Victorian Queenstown (Cobh)

Georgian architecture is more prominent in Ireland than Victorian architecture. The cities of Dublin, Limerick, and Cork are famously dominated by Georgian squares and terraces. However, Victorian architecture flourished in certain quarters, particularly around Dublin's Wicklow Street and Upper Baggot Street, and in the suburbs of Phibsboro, Glasnevin, Rathmines, Ranelagh, Rathgar, Rathfarnham, and Terenure. The colourful Italianate buildings of Cobh are excellent examples of the regional Victorian style in Ireland. Further examples of Victorian architecture in the country include Dublin's George's Street Arcade, the Royal City of Dublin Hospital on Baggot Street and the Royal Victoria Eye and Ear Hospital on Adelaide Road.

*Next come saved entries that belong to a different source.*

//! # Proxy Cache and Remote Handles
//!
//! A [`RemoteHandle`] is the local stand-in for an object hosted by the peer:
//! it closes over `(connection, object id, delegate)` and routes every
//! operation through the outbound invoker. Handles are cached per connection
//! and keyed by object id alone, so creating a remote twice for one pair
//! returns the identical handle.
//!
//! `RemoteHandle` implements [`Remotable`], which makes a proxy received as a
//! parameter indistinguishable from a local object: it can be invoked,
//! hosted, or passed onward, and invoking it re-enters the peer that owns
//! the real object.

use std::fmt;
use std::sync::Arc;
use std::sync::Weak;

use async_trait::async_trait;
use dashmap::DashMap;

use farwire::ObjectId;

use crate::registry::RemotableSpec;
use crate::remotable::DispatchError;
use crate::remotable::DispatchResult;
use crate::remotable::Obj;
use crate::remotable::Remotable;
use crate::remotable::Value;
use crate::space::RemoteSpace;
use crate::space;
use crate::transport::Connection;
use crate::transport::ConnectionId;

/// Per-connection map of remote object id to local proxy handle.
pub struct ProxyCache {
    by_connection: DashMap<ConnectionId, Arc<DashMap<ObjectId, Arc<RemoteHandle>>>>,
}

impl ProxyCache {
    pub fn new() -> Self {
        Self {
            by_connection: DashMap::new(),
        }
    }

    /// Returns the cached handle for `(connection, object_id)` or inserts the
    /// one produced by `make`. Concurrent callers observe a single handle.
    pub fn get_or_create(
        &self,
        connection_id: ConnectionId,
        object_id: ObjectId,
        make: impl FnOnce() -> RemoteHandle,
    ) -> Arc<RemoteHandle> {
        let cache = self
            .by_connection
            .entry(connection_id)
            .or_insert_with(|| Arc::new(DashMap::new()))
            .clone();
        let handle = cache
            .entry(object_id)
            .or_insert_with(|| Arc::new(make()))
            .clone();
        handle
    }

    pub fn contains(&self, connection_id: ConnectionId, object_id: ObjectId) -> bool {
        self.by_connection
            .get(&connection_id)
            .map(|cache| cache.contains_key(&object_id))
            .unwrap_or(false)
    }

    /// Forgets every proxy created on a closed connection.
    pub fn drop_connection(&self, connection_id: ConnectionId) {
        self.by_connection.remove(&connection_id);
    }
}

impl Default for ProxyCache {
    fn default() -> Self {
        Self::new()
    }
}

/// A polymorphic handle to an object hosted by the peer.
pub struct RemoteHandle {
    space: Weak<RemoteSpace>,
    connection: Arc<dyn Connection>,
    object_id: ObjectId,
    spec: &'static RemotableSpec,
    delegate: Option<Obj>,
}

impl RemoteHandle {
    pub(crate) fn new(
        space: Weak<RemoteSpace>,
        connection: Arc<dyn Connection>,
        object_id: ObjectId,
        spec: &'static RemotableSpec,
        delegate: Option<Obj>,
    ) -> Self {
        Self {
            space,
            connection,
            object_id,
            spec,
            delegate,
        }
    }

    pub fn object_id(&self) -> ObjectId {
        self.object_id
    }

    pub fn connection(&self) -> &Arc<dyn Connection> {
        &self.connection
    }

    /// Invokes one operation across the transport, honoring the method's
    /// call policy. Typed per-interface wrappers are built on top of this.
    pub async fn call(&self, method: &str, args: Vec<Value>) -> space::Result<Value> {
        let space = self.space.upgrade().ok_or(space::Error::RuntimeDropped)?;
        space
            .invoke(
                &self.connection,
                self.object_id,
                self.spec,
                self.delegate.as_ref(),
                method,
                args,
            )
            .await
    }
}

#[async_trait]
impl Remotable for RemoteHandle {
    fn spec(&self) -> &'static RemotableSpec {
        self.spec
    }

    async fn dispatch(&self, method: &str, args: Vec<Value>) -> DispatchResult {
        self.call(method, args)
            .await
            .map_err(|e| DispatchError::Failed(e.to_string()))
    }
}

impl fmt::Debug for RemoteHandle {
    fn fmt(&self, f: &mut fmt::Formatter<'_>) -> fmt::Result {
        write!(
            f,
            "RemoteHandle({} {} on {})",
            self.spec.name,
            self.object_id,
            self.connection.id()
        )
    }
}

A Victorian terrace in Cobh known as the "deck of cards"
Victorian shops and cafes, including the George's Street Arcade, Dublin D02
Victorian Upper Baggot Street, Dublin D02
Victorian terraced houses in Dublin D6W
Rathmines Clock Tower, Rathmines, Dublin D06
The Royal City of Dublin Hospital, Dublin D04
National Botanic Gardens glasshouse, Glasnevin, Dublin D09
The Royal Victoria Eye and Ear Hospital, Adelaide Road, Dublin D02

===Sri Lanka===
During the British colonial period of British Ceylon:
Sri Lanka Law College,
Sri Lanka College of Technology,
Galle Face Hotel and the
Royal College Main Building.

===North America===

The Painted Ladies are an example of Victorian architecture found in San Francisco, California.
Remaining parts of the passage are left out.